Je ne vous fait plus languir, voici ce que j'ai pensé de la cuvée "L'Artisan": élevage très intrusif au départ, on ne sent quasi que du bois au nez, j'ai l'impression que je vais croquer la barrique qui a couvé ce vin. En bouche, un peu de banane, de poire et de fleurs sucrées parviennent à surnager à travers les planches. Ce qui est un peu plus intéressant, c'est que l'attaque se fait très moelleuse, beaucoup de gras pour commencer, avec pourtant une pointe inattendue de fraicheur en finale. L'alcool est bien intégré donc on est loin d'être sur un vin pataud. La finale est de longueur moyenne, sur des notes de caramel et apporte une légère amertume bien agréable. Après quelques heures, en terme d'arômes je parviens enfin à mettre un nom qui se rapproche d'un parfum bien particulier, un peu chimique. Vous savez, ces petits bonbons à croquer en forme de pastilles... on en trouve certaines variantes sous la forme de colliers. C'est original.

Et du côté du Mâcon-Fuissé alors? Le nez du bourguignon est un peu moins exubérant mais plus racé, sur des notes d'agrumes (pamplemousse) et de beurre-citron, il annonce beaucoup de fraicheur et j'ai l'impression que ce vin peut permettre de bien jolis accords à table. Derrière ces agrumes se faufilent une ou deux pommes vertes. En bouche ça se confirme, belle acidité même si on est loin de Chardonnays tranchants comme on en trouve davantage au nord de la Bourgogne. Un petit peu de gras s'installe en milieu de bouche avec sa couronne de fleurs parfumées. L'alcool est un peu plus ressenti en finale mais rien de dramatique. C'est juste un peu surprenant, étant donné les climats différents et l'origine de ces deux vins, on aurait pu s'attendre au contraire à ressentir davantage l'alcool sur le Languedocien. La finale est de longueur assez moyenne, sur des notes vaguement miellées.

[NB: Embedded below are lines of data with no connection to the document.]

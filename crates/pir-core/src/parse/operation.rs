use std::fmt;
use std::str::FromStr;

use indexmap::IndexMap;
use serde::{Deserialize, Serialize};

use super::parameter::ParameterOrRef;
use super::request_body::RequestBodyOrRef;
use super::response::ResponseOrRef;

/// HTTP method.
#[derive(Debug, Clone, Copy, PartialEq, Eq, Hash)]
pub enum HttpMethod {
    Get,
    Post,
    Put,
    Delete,
    Patch,
    Options,
    Head,
    Trace,
}

impl HttpMethod {
    pub fn as_str(&self) -> &'static str {
        match self {
            HttpMethod::Get => "GET",
            HttpMethod::Post => "POST",
            HttpMethod::Put => "PUT",
            HttpMethod::Delete => "DELETE",
            HttpMethod::Patch => "PATCH",
            HttpMethod::Options => "OPTIONS",
            HttpMethod::Head => "HEAD",
            HttpMethod::Trace => "TRACE",
        }
    }

    /// The lowercase key used for this method inside a path item.
    pub fn key(&self) -> &'static str {
        match self {
            HttpMethod::Get => "get",
            HttpMethod::Post => "post",
            HttpMethod::Put => "put",
            HttpMethod::Delete => "delete",
            HttpMethod::Patch => "patch",
            HttpMethod::Options => "options",
            HttpMethod::Head => "head",
            HttpMethod::Trace => "trace",
        }
    }
}

impl fmt::Display for HttpMethod {
    fn fmt(&self, f: &mut fmt::Formatter<'_>) -> fmt::Result {
        f.write_str(self.as_str())
    }
}

impl FromStr for HttpMethod {
    type Err = String;

    fn from_str(s: &str) -> Result<Self, Self::Err> {
        match s.to_ascii_uppercase().as_str() {
            "GET" => Ok(HttpMethod::Get),
            "POST" => Ok(HttpMethod::Post),
            "PUT" => Ok(HttpMethod::Put),
            "DELETE" => Ok(HttpMethod::Delete),
            "PATCH" => Ok(HttpMethod::Patch),
            "OPTIONS" => Ok(HttpMethod::Options),
            "HEAD" => Ok(HttpMethod::Head),
            "TRACE" => Ok(HttpMethod::Trace),
            _ => Err(format!("unknown HTTP method '{s}'")),
        }
    }
}

/// An API operation.
#[derive(Debug, Clone, PartialEq, Serialize, Deserialize)]
pub struct Operation {
    #[serde(rename = "operationId", skip_serializing_if = "Option::is_none")]
    pub operation_id: Option<String>,

    #[serde(skip_serializing_if = "Option::is_none")]
    pub summary: Option<String>,

    #[serde(skip_serializing_if = "Option::is_none")]
    pub description: Option<String>,

    #[serde(default, skip_serializing_if = "Vec::is_empty")]
    pub parameters: Vec<ParameterOrRef>,

    #[serde(rename = "requestBody", skip_serializing_if = "Option::is_none")]
    pub request_body: Option<RequestBodyOrRef>,

    #[serde(default, skip_serializing_if = "IndexMap::is_empty")]
    pub responses: IndexMap<String, ResponseOrRef>,

    #[serde(skip_serializing_if = "Option::is_none")]
    pub deprecated: Option<bool>,
}

/// A path item, containing operations keyed by HTTP method.
#[derive(Debug, Clone, PartialEq, Default, Serialize, Deserialize)]
pub struct PathItem {
    #[serde(skip_serializing_if = "Option::is_none")]
    pub summary: Option<String>,

    #[serde(skip_serializing_if = "Option::is_none")]
    pub description: Option<String>,

    #[serde(default, skip_serializing_if = "Vec::is_empty")]
    pub parameters: Vec<ParameterOrRef>,

    #[serde(skip_serializing_if = "Option::is_none")]
    pub get: Option<Operation>,
    #[serde(skip_serializing_if = "Option::is_none")]
    pub post: Option<Operation>,
    #[serde(skip_serializing_if = "Option::is_none")]
    pub put: Option<Operation>,
    #[serde(skip_serializing_if = "Option::is_none")]
    pub delete: Option<Operation>,
    #[serde(skip_serializing_if = "Option::is_none")]
    pub patch: Option<Operation>,
    #[serde(skip_serializing_if = "Option::is_none")]
    pub options: Option<Operation>,
    #[serde(skip_serializing_if = "Option::is_none")]
    pub head: Option<Operation>,
    #[serde(skip_serializing_if = "Option::is_none")]
    pub trace: Option<Operation>,
}

impl PathItem {
    /// The operation declared for `method`, if any.
    pub fn operation(&self, method: HttpMethod) -> Option<&Operation> {
        match method {
            HttpMethod::Get => self.get.as_ref(),
            HttpMethod::Post => self.post.as_ref(),
            HttpMethod::Put => self.put.as_ref(),
            HttpMethod::Delete => self.delete.as_ref(),
            HttpMethod::Patch => self.patch.as_ref(),
            HttpMethod::Options => self.options.as_ref(),
            HttpMethod::Head => self.head.as_ref(),
            HttpMethod::Trace => self.trace.as_ref(),
        }
    }

    fn operations_mut(&mut self) -> [&mut Option<Operation>; 8] {
        [
            &mut self.get,
            &mut self.post,
            &mut self.put,
            &mut self.delete,
            &mut self.patch,
            &mut self.options,
            &mut self.head,
            &mut self.trace,
        ]
    }

    /// Mutable access to every declared operation.
    pub fn each_operation_mut(&mut self) -> impl Iterator<Item = &mut Operation> + '_ {
        self.operations_mut().into_iter().filter_map(Option::as_mut)
    }
}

Je constate avec joie que les deux vins n'ont quasi pas bougé sur deux jours. Le sudiste s'est même amélioré, il a gagné en longueur finale, le nez s'est orienté vers des arômes un peu plus sucrés type grenadine. Si le vin du Languedoc est probablement à boire pour ce qu'il est maintenant ou dans les deux-trois prochaines années, le Mâcon-Fuissé pourra supporter voire bénéficier de quelques années de plus en cave si on le souhaite. Ce qui est important à retenir avec cet exercice, c'est la différence entre élevage en cuve et élevage en barriques. Lorsque ce dernier est bien réalisé et à petite dose, cela peut vraiment apporter un plus en terme de structure au vin, donc je ne suis pas aussi catégorique comme peuvent l'être certains contre le bois, il faut simplement éviter que celui-ci domine et étouffe la matière, ce qui rend généralement le breuvage ennuyeux. J'ai néanmoins aimé l'originalité de "l'Artisan", et je remonte légèrement ma note suite à ces améliorations relativement inattendues. mais j'ai davantage vibré avec le Mâcon-Fuissé. Son prix de 10,90 EUR en fait une affaire plutôt intéressante.

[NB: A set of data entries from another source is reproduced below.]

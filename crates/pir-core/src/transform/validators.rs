use serde_json::Value;

use crate::ir::{Validator, ValidatorRule, ValidatorTarget};
use crate::parse::schema::Schema;

/// Derive the validators a schema's constraint keywords imply for an
/// attribute of the given value family.
pub fn build_validators(schema: &Schema, target: ValidatorTarget) -> Vec<Validator> {
    let rules: Vec<ValidatorRule> = match target {
        ValidatorTarget::String => one_of(schema, Value::is_string)
            .into_iter()
            .chain(bounded(
                schema.min_length,
                schema.max_length,
                ValidatorRule::LengthAtLeast,
                ValidatorRule::LengthAtMost,
                ValidatorRule::LengthBetween,
            ))
            .collect(),
        ValidatorTarget::Int64 => one_of(schema, |v| v.is_i64() || v.is_u64())
            .into_iter()
            .chain(range(schema))
            .collect(),
        ValidatorTarget::Float64 => one_of(schema, Value::is_number)
            .into_iter()
            .chain(range(schema))
            .collect(),
        ValidatorTarget::List => {
            let mut rules: Vec<ValidatorRule> = item_size(schema).into_iter().collect();
            if schema.unique_items == Some(true) {
                rules.push(ValidatorRule::UniqueValues);
            }
            rules
        }
        ValidatorTarget::Set => item_size(schema).into_iter().collect(),
        ValidatorTarget::Map => bounded(
            schema.min_properties,
            schema.max_properties,
            ValidatorRule::SizeAtLeast,
            ValidatorRule::SizeAtMost,
            ValidatorRule::SizeBetween,
        )
        .into_iter()
        .collect(),
    };

    rules
        .into_iter()
        .map(|rule| Validator::new(target, rule))
        .collect()
}

/// `enum`, keeping only the literals of the expected type.
fn one_of(schema: &Schema, accepts: impl Fn(&Value) -> bool) -> Option<ValidatorRule> {
    let values: Vec<Value> = schema
        .enum_values
        .iter()
        .filter(|v| accepts(*v))
        .cloned()
        .collect();
    (!values.is_empty()).then_some(ValidatorRule::OneOf(values))
}

fn range(schema: &Schema) -> Option<ValidatorRule> {
    bounded(
        schema.minimum,
        schema.maximum,
        ValidatorRule::AtLeast,
        ValidatorRule::AtMost,
        ValidatorRule::Between,
    )
}

fn item_size(schema: &Schema) -> Option<ValidatorRule> {
    bounded(
        schema.min_items,
        schema.max_items,
        ValidatorRule::SizeAtLeast,
        ValidatorRule::SizeAtMost,
        ValidatorRule::SizeBetween,
    )
}

fn bounded<T>(
    min: Option<T>,
    max: Option<T>,
    at_least: fn(T) -> ValidatorRule,
    at_most: fn(T) -> ValidatorRule,
    between: fn(T, T) -> ValidatorRule,
) -> Option<ValidatorRule> {
    match (min, max) {
        (Some(min), Some(max)) => Some(between(min, max)),
        (Some(min), None) => Some(at_least(min)),
        (None, Some(max)) => Some(at_most(max)),
        (None, None) => None,
    }
}

#[cfg(test)]
mod tests {
    use super::*;
    use serde_json::json;

    fn schema(yaml: &str) -> Schema {
        serde_yaml_ng::from_str(yaml).unwrap()
    }

    #[test]
    fn test_string_enum_and_length() {
        let s = schema("type: string\nenum: [a, b, null]\nminLength: 1\nmaxLength: 8\n");
        let validators = build_validators(&s, ValidatorTarget::String);
        assert_eq!(
            validators,
            vec![
                Validator::new(
                    ValidatorTarget::String,
                    ValidatorRule::OneOf(vec![json!("a"), json!("b")])
                ),
                Validator::new(ValidatorTarget::String, ValidatorRule::LengthBetween(1, 8)),
            ]
        );
    }

    #[test]
    fn test_integer_minimum_only() {
        let s = schema("type: integer\nminimum: 0\n");
        let validators = build_validators(&s, ValidatorTarget::Int64);
        assert_eq!(
            validators,
            vec![Validator::new(ValidatorTarget::Int64, ValidatorRule::AtLeast(0.0))]
        );
    }

    #[test]
    fn test_list_size_and_unique() {
        let s = schema("type: array\nmaxItems: 5\nuniqueItems: true\n");
        let rules: Vec<ValidatorRule> = build_validators(&s, ValidatorTarget::List)
            .into_iter()
            .map(|v| v.rule)
            .collect();
        assert_eq!(
            rules,
            vec![ValidatorRule::SizeAtMost(5), ValidatorRule::UniqueValues]
        );
    }

    #[test]
    fn test_set_ignores_unique_items() {
        let s = schema("type: array\nuniqueItems: true\n");
        assert!(build_validators(&s, ValidatorTarget::Set).is_empty());
    }

    #[test]
    fn test_map_properties_bounds() {
        let s = schema("type: object\nminProperties: 1\n");
        let validators = build_validators(&s, ValidatorTarget::Map);
        assert_eq!(validators[0].rule, ValidatorRule::SizeAtLeast(1));
    }
}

A défaut de coup de coeur ultime jusqu'à présent, ces dégustations comparatives sont décidément fort enrichissantes! Stimuler les nasaux sur deux verres côte à côte, ça aiguise les sens. A quand un comparatif entre Puligny et Chassagne? Bon d'accord, je me tais... ;-)

Ma note globale: Artisan 2012: 77/100, Mâcon-Fuissé 2012: 84/100

Le troisième pack concerne les bulles, miam, avis aux amateurs!

dimanche 25 janvier 2015

"M" Comme Je Suis 2010, rouge, Mas de Mon Père, Frédéric Palacios, vin de France

A l'aveugle, je suis parti sur un vin du sud-ouest, à cause de sa puissance, et avec une aromatique qui me rappelait le Bordelais. C'est un 100% Merlot produit dans le Languedoc, en fin de compte. Voici déjà le second vin du Mas de mon Père que j'ai à vous proposer! Cette cuvée est née en 2008, il n'y a donc que quelques millésimes à se mettre sous la langue aujourd'hui, et certainement un bel avenir lorsque le vignoble sera à nouveau en pleine forme.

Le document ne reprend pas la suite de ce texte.